Activity
Each line holding the word "Number" must appear in the answer, copied from the entries.

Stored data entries
·····
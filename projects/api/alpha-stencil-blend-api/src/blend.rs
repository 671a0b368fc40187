//! Slice based blend operations.
//!
//! These functions validate buffer lengths up front and then hand the
//! buffers to the fastest kernel available on the current CPU.

use crate::error::BlendError;
use alpha_stencil_blend::{
    blend_alpha as core_blend_alpha, blend_alpha_stencil as core_blend_alpha_stencil,
    blend_stencil as core_blend_stencil,
};

/// Replace the alpha byte of every pixel in `color` with the green byte of
/// the matching pixel in `opacity`.
///
/// Red, green and blue bytes of `color` pass through untouched. `opacity`
/// may be longer than `color`; the extra bytes are ignored.
///
/// # Parameters
///
/// - `color`: The RGBA8888 colour buffer, rewritten in place
/// - `opacity`: The RGBA8888 opacity source
///
/// # Returns
///
/// [`Ok`] on success, or an error if validation fails.
///
/// # Errors
///
/// - [`BlendError::InvalidColorLength`] if `color` length is not divisible by 4
/// - [`BlendError::OpacitySourceTooSmall`] if `opacity` is smaller than `color`
///
/// # Examples
///
/// ```
/// # fn main() -> Result<(), Box<dyn std::error::Error>> {
/// # use alpha_stencil_blend_api::blend_alpha;
/// let mut color = vec![0u8; 4 * 100]; // 100 RGBA8888 pixels
/// let opacity = vec![0u8; 4 * 100];
///
/// blend_alpha(&mut color, &opacity)?;
/// # Ok(())
/// # }
/// ```
pub fn blend_alpha(color: &mut [u8], opacity: &[u8]) -> Result<(), BlendError> {
    // Validate colour buffer length
    if color.len() % 4 != 0 {
        return Err(BlendError::InvalidColorLength(color.len()));
    }

    // Validate opacity source size
    if opacity.len() < color.len() {
        return Err(BlendError::OpacitySourceTooSmall {
            needed: color.len(),
            actual: opacity.len(),
        });
    }

    // Safety: We've validated all preconditions
    unsafe {
        core_blend_alpha(color.as_mut_ptr(), opacity.as_ptr(), color.len() / 4);
    }

    Ok(())
}

/// Replace the alpha byte of every pixel in `color` with the green byte of
/// the matching pixel in `opacity` where the stencil marks the pixel opaque
/// (red >= 128), and with 0 elsewhere.
///
/// `opacity` and `stencil` may be longer than `color`; the extra bytes are
/// ignored.
///
/// # Parameters
///
/// - `color`: The RGBA8888 colour buffer, rewritten in place
/// - `opacity`: The RGBA8888 opacity source
/// - `stencil`: The RGBA8888 stencil deciding which pixels stay visible
///
/// # Returns
///
/// [`Ok`] on success, or an error if validation fails.
///
/// # Errors
///
/// - [`BlendError::InvalidColorLength`] if `color` length is not divisible by 4
/// - [`BlendError::OpacitySourceTooSmall`] if `opacity` is smaller than `color`
/// - [`BlendError::StencilTooSmall`] if `stencil` is smaller than `color`
///
/// # Examples
///
/// ```
/// # fn main() -> Result<(), Box<dyn std::error::Error>> {
/// # use alpha_stencil_blend_api::blend_alpha_stencil;
/// let mut color = vec![0u8; 4 * 100]; // 100 RGBA8888 pixels
/// let opacity = vec![0u8; 4 * 100];
/// let stencil = vec![255u8; 4 * 100];
///
/// blend_alpha_stencil(&mut color, &opacity, &stencil)?;
/// # Ok(())
/// # }
/// ```
pub fn blend_alpha_stencil(
    color: &mut [u8],
    opacity: &[u8],
    stencil: &[u8],
) -> Result<(), BlendError> {
    // Validate colour buffer length
    if color.len() % 4 != 0 {
        return Err(BlendError::InvalidColorLength(color.len()));
    }

    // Validate opacity source size
    if opacity.len() < color.len() {
        return Err(BlendError::OpacitySourceTooSmall {
            needed: color.len(),
            actual: opacity.len(),
        });
    }

    // Validate stencil size
    if stencil.len() < color.len() {
        return Err(BlendError::StencilTooSmall {
            needed: color.len(),
            actual: stencil.len(),
        });
    }

    // Safety: We've validated all preconditions
    unsafe {
        core_blend_alpha_stencil(
            color.as_mut_ptr(),
            opacity.as_ptr(),
            stencil.as_ptr(),
            color.len() / 4,
        );
    }

    Ok(())
}

/// Replace the alpha byte of every pixel in `color` with 255 where the
/// stencil marks the pixel opaque (red >= 128), and with 0 elsewhere.
///
/// `stencil` may be longer than `color`; the extra bytes are ignored.
///
/// # Parameters
///
/// - `color`: The RGBA8888 colour buffer, rewritten in place
/// - `stencil`: The RGBA8888 stencil deciding which pixels stay visible
///
/// # Returns
///
/// [`Ok`] on success, or an error if validation fails.
///
/// # Errors
///
/// - [`BlendError::InvalidColorLength`] if `color` length is not divisible by 4
/// - [`BlendError::StencilTooSmall`] if `stencil` is smaller than `color`
///
/// # Examples
///
/// ```
/// # fn main() -> Result<(), Box<dyn std::error::Error>> {
/// # use alpha_stencil_blend_api::blend_stencil;
/// let mut color = vec![0u8; 4 * 100]; // 100 RGBA8888 pixels
/// let stencil = vec![255u8; 4 * 100];
///
/// blend_stencil(&mut color, &stencil)?;
/// # Ok(())
/// # }
/// ```
pub fn blend_stencil(color: &mut [u8], stencil: &[u8]) -> Result<(), BlendError> {
    // Validate colour buffer length
    if color.len() % 4 != 0 {
        return Err(BlendError::InvalidColorLength(color.len()));
    }

    // Validate stencil size
    if stencil.len() < color.len() {
        return Err(BlendError::StencilTooSmall {
            needed: color.len(),
            actual: stencil.len(),
        });
    }

    // Safety: We've validated all preconditions
    unsafe {
        core_blend_stencil(color.as_mut_ptr(), stencil.as_ptr(), color.len() / 4);
    }

    Ok(())
}

/// Apply the blend matching the sources provided.
///
/// With only `opacity`, alpha bytes come from the opacity green channel.
/// With both sources, the stencil masks that copy. With only `stencil`, alpha
/// bytes become 255 or 0. With neither, the call validates `color` and leaves
/// it untouched.
///
/// # Parameters
///
/// - `color`: The RGBA8888 colour buffer, rewritten in place
/// - `opacity`: Optional RGBA8888 opacity source
/// - `stencil`: Optional RGBA8888 stencil
///
/// # Returns
///
/// [`Ok`] on success, or an error if validation fails.
///
/// # Errors
///
/// - [`BlendError::InvalidColorLength`] if `color` length is not divisible by 4
/// - [`BlendError::OpacitySourceTooSmall`] if a provided `opacity` is smaller
///   than `color`
/// - [`BlendError::StencilTooSmall`] if a provided `stencil` is smaller than
///   `color`
///
/// # Examples
///
/// ```
/// # fn main() -> Result<(), Box<dyn std::error::Error>> {
/// # use alpha_stencil_blend_api::blend;
/// let mut color = vec![0u8; 4 * 100]; // 100 RGBA8888 pixels
/// let opacity = vec![0u8; 4 * 100];
///
/// blend(&mut color, Some(&opacity), None)?;
/// # Ok(())
/// # }
/// ```
pub fn blend(
    color: &mut [u8],
    opacity: Option<&[u8]>,
    stencil: Option<&[u8]>,
) -> Result<(), BlendError> {
    match (opacity, stencil) {
        (Some(opacity), Some(stencil)) => blend_alpha_stencil(color, opacity, stencil),
        (Some(opacity), None) => blend_alpha(color, opacity),
        (None, Some(stencil)) => blend_stencil(color, stencil),
        (None, None) => {
            // Validate colour buffer length
            if color.len() % 4 != 0 {
                return Err(BlendError::InvalidColorLength(color.len()));
            }

            Ok(())
        }
    }
}
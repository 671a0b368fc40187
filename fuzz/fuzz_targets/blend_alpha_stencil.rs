#![no_main]

// This fuzz test validates the stencil masked alpha blend dispatcher by
// checking that it produces the same output as a scalar reference for
// arbitrary buffers and pixel counts, including stencil values on both sides
// of the 128 threshold.

use alpha_stencil_blend::blend_alpha_stencil;
use libfuzzer_sys::{arbitrary, fuzz_target};

#[derive(Clone, Debug, arbitrary::Arbitrary)]
pub struct AlphaStencilBlendInput {
    pub color: Vec<u8>,
    pub opacity: Vec<u8>,
    pub stencil: Vec<u8>,
}

fuzz_target!(|input: AlphaStencilBlendInput| {
    // Blend as many whole pixels as all three buffers can cover
    let num_pixels = (input.color.len() / 4)
        .min(input.opacity.len() / 4)
        .min(input.stencil.len() / 4);

    let mut blended = input.color.clone();
    unsafe {
        blend_alpha_stencil(
            blended.as_mut_ptr(),
            input.opacity.as_ptr(),
            input.stencil.as_ptr(),
            num_pixels,
        );
    }

    // Scalar reference: alpha comes from the opacity green byte where the
    // stencil red byte is >= 128, and is 0 elsewhere
    let mut expected = input.color.clone();
    for ((pixel, src), mask) in expected
        .chunks_exact_mut(4)
        .zip(input.opacity.chunks_exact(4))
        .zip(input.stencil.chunks_exact(4))
        .take(num_pixels)
    {
        pixel[3] = if mask[0] >= 128 { src[1] } else { 0 };
    }

    // Bytes past num_pixels * 4 must be untouched
    assert_eq!(
        blended, expected,
        "blend_alpha_stencil doesn't match the scalar reference for {num_pixels} pixels"
    );
});
//! C exports for the blend kernels.
//!
//! All functions here follow the `asbcore_` prefix convention and report
//! failures through [`AsbResult`] rather than panicking across the FFI
//! boundary. Pointers are null checked before any buffer is touched.

pub mod blend;
pub mod blend_modes;

/// Error codes returned by the C API.
#[repr(C)]
#[derive(Debug, Clone, Copy, PartialEq, Eq)]
pub enum AsbErrorCode {
    /// The operation completed successfully.
    Success = 0,
    /// The colour buffer pointer was null.
    NullColorPointer = 1,
    /// The opacity source pointer was null.
    NullOpacityPointer = 2,
    /// The stencil pointer was null.
    NullStencilPointer = 3,
}

/// Result type returned by all C API blend functions.
#[repr(C)]
#[derive(Debug, Clone, Copy, PartialEq, Eq)]
pub struct AsbResult {
    /// The error code. [`AsbErrorCode::Success`] means the call succeeded.
    pub error_code: AsbErrorCode,
}

impl AsbResult {
    /// Creates a success result.
    pub(crate) fn success() -> Self {
        Self {
            error_code: AsbErrorCode::Success,
        }
    }

    /// Creates a result carrying the given error code.
    pub(crate) fn from_error_code(error_code: AsbErrorCode) -> Self {
        Self { error_code }
    }

    /// Returns true if the operation succeeded.
    pub fn is_success(&self) -> bool {
        self.error_code == AsbErrorCode::Success
    }
}
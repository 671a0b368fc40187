//! Safe entry points for the three blend modes.

use crate::blend::alpha::blend_alpha as unsafe_blend_alpha;
use crate::blend::alpha_stencil::blend_alpha_stencil as unsafe_blend_alpha_stencil;
use crate::blend::stencil::blend_stencil as unsafe_blend_stencil;
use crate::pixel::BYTES_PER_PIXEL;
use likely_stable::unlikely;
use thiserror::Error;

/// Errors that can occur when validating buffers for the safe blend wrappers.
#[derive(Debug, Clone, PartialEq, Eq, Error)]
pub enum BlendValidationError {
    /// The colour buffer length is not divisible by 4.
    #[error("Invalid colour buffer length: {0} is not divisible by 4")]
    InvalidColorLength(usize),

    /// The opacity source holds fewer bytes than the colour buffer.
    #[error("Opacity source too small: need at least {needed} bytes, got {actual}")]
    OpacitySourceTooSmall {
        /// Number of bytes required, the colour buffer length.
        needed: usize,
        /// Number of bytes the opacity source actually holds.
        actual: usize,
    },

    /// The stencil holds fewer bytes than the colour buffer.
    #[error("Stencil too small: need at least {needed} bytes, got {actual}")]
    StencilTooSmall {
        /// Number of bytes required, the colour buffer length.
        needed: usize,
        /// Number of bytes the stencil actually holds.
        actual: usize,
    },
}

/// Replaces the alpha byte of every pixel in `color` with the green byte of
/// the matching pixel in `opacity`.
///
/// `opacity` may be longer than `color`; the extra bytes are ignored.
///
/// # Errors
///
/// - [`BlendValidationError::InvalidColorLength`] if `color.len()` is not
///   divisible by 4
/// - [`BlendValidationError::OpacitySourceTooSmall`] if `opacity` holds fewer
///   bytes than `color`
pub fn blend_alpha(color: &mut [u8], opacity: &[u8]) -> Result<(), BlendValidationError> {
    if unlikely(!color.len().is_multiple_of(BYTES_PER_PIXEL)) {
        return Err(BlendValidationError::InvalidColorLength(color.len()));
    }

    if unlikely(opacity.len() < color.len()) {
        return Err(BlendValidationError::OpacitySourceTooSmall {
            needed: color.len(),
            actual: opacity.len(),
        });
    }

    // Safety: We've validated the buffer lengths above.
    unsafe {
        unsafe_blend_alpha(
            color.as_mut_ptr(),
            opacity.as_ptr(),
            color.len() / BYTES_PER_PIXEL,
        );
    }

    Ok(())
}

/// Replaces the alpha byte of every pixel in `color` with the green byte of
/// the matching pixel in `opacity` where the stencil red byte is >= 128, and
/// with 0 elsewhere.
///
/// `opacity` and `stencil` may be longer than `color`; the extra bytes are
/// ignored.
///
/// # Errors
///
/// - [`BlendValidationError::InvalidColorLength`] if `color.len()` is not
///   divisible by 4
/// - [`BlendValidationError::OpacitySourceTooSmall`] if `opacity` holds fewer
///   bytes than `color`
/// - [`BlendValidationError::StencilTooSmall`] if `stencil` holds fewer bytes
///   than `color`
pub fn blend_alpha_stencil(
    color: &mut [u8],
    opacity: &[u8],
    stencil: &[u8],
) -> Result<(), BlendValidationError> {
    if unlikely(!color.len().is_multiple_of(BYTES_PER_PIXEL)) {
        return Err(BlendValidationError::InvalidColorLength(color.len()));
    }

    if unlikely(opacity.len() < color.len()) {
        return Err(BlendValidationError::OpacitySourceTooSmall {
            needed: color.len(),
            actual: opacity.len(),
        });
    }

    if unlikely(stencil.len() < color.len()) {
        return Err(BlendValidationError::StencilTooSmall {
            needed: color.len(),
            actual: stencil.len(),
        });
    }

    // Safety: We've validated the buffer lengths above.
    unsafe {
        unsafe_blend_alpha_stencil(
            color.as_mut_ptr(),
            opacity.as_ptr(),
            stencil.as_ptr(),
            color.len() / BYTES_PER_PIXEL,
        );
    }

    Ok(())
}

/// Replaces the alpha byte of every pixel in `color` with 255 where the
/// stencil red byte is >= 128, and with 0 elsewhere.
///
/// `stencil` may be longer than `color`; the extra bytes are ignored.
///
/// # Errors
///
/// - [`BlendValidationError::InvalidColorLength`] if `color.len()` is not
///   divisible by 4
/// - [`BlendValidationError::StencilTooSmall`] if `stencil` holds fewer bytes
///   than `color`
pub fn blend_stencil(color: &mut [u8], stencil: &[u8]) -> Result<(), BlendValidationError> {
    if unlikely(!color.len().is_multiple_of(BYTES_PER_PIXEL)) {
        return Err(BlendValidationError::InvalidColorLength(color.len()));
    }

    if unlikely(stencil.len() < color.len()) {
        return Err(BlendValidationError::StencilTooSmall {
            needed: color.len(),
            actual: stencil.len(),
        });
    }

    // Safety: We've validated the buffer lengths above.
    unsafe {
        unsafe_blend_stencil(
            color.as_mut_ptr(),
            stencil.as_ptr(),
            color.len() / BYTES_PER_PIXEL,
        );
    }

    Ok(())
}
·····
Task output
        /// Number of bytes required, the colour buffer length.
        /// Number of bytes the opacity source actually holds.
        /// Number of bytes required, the colour buffer length.
        /// Number of bytes the stencil actually holds.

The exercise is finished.